● **TASK**
Scan the listing below for the word "finalized" and copy every line where it occurs.

● **DATA FOR THE TASK**
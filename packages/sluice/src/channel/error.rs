// channel error types.

use thiserror::Error;


// ==== base error types ====


/// Error for trying to give a value into a channel which has already been closed or errored
///
/// Errors are "sticky": once a channel is finalized, every further give returns this error. The
/// value which could not be given is handed back.
#[derive(Debug, Copy, Clone, Eq, PartialEq, Ord, PartialOrd, Hash, Error)]
#[error("cannot give into a finalized channel")]
pub struct GiveError<T> {
    /// The value that could not be given
    pub value: T,
}

/// Error for a given value which was dropped without any consumer retrieving it
#[derive(Debug, Copy, Clone, Eq, PartialEq, Ord, PartialOrd, Hash, Error)]
#[error("value was dropped without being consumed")]
pub struct UnconsumedError;

/// Error for attempting to wait on a channel future with no or limited blocking, and the future
/// not resolving immediately or by the specified deadline
#[derive(Debug, Copy, Clone, Eq, PartialEq, Ord, PartialOrd, Hash, Error)]
#[error("operation would block")]
pub struct WouldBlockError;


// ==== compound error types ====


/// Error for waiting on a [`Consumed`](crate::future::Consumed) signal with no or limited
/// blocking
#[derive(Debug, Copy, Clone, Eq, PartialEq, Ord, PartialOrd, Hash, Error)]
pub enum TryConsumedError {
    /// The value was dropped without being consumed
    #[error(transparent)]
    Unconsumed(#[from] UnconsumedError),
    /// The value was not consumed immediately or by the specified deadline
    #[error(transparent)]
    WouldBlock(#[from] WouldBlockError),
}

● **RESPONSE TO THE TASK**
/// Errors are "sticky": once a channel is finalized, every further give returns this error. The
#[error("cannot give into a finalized channel")]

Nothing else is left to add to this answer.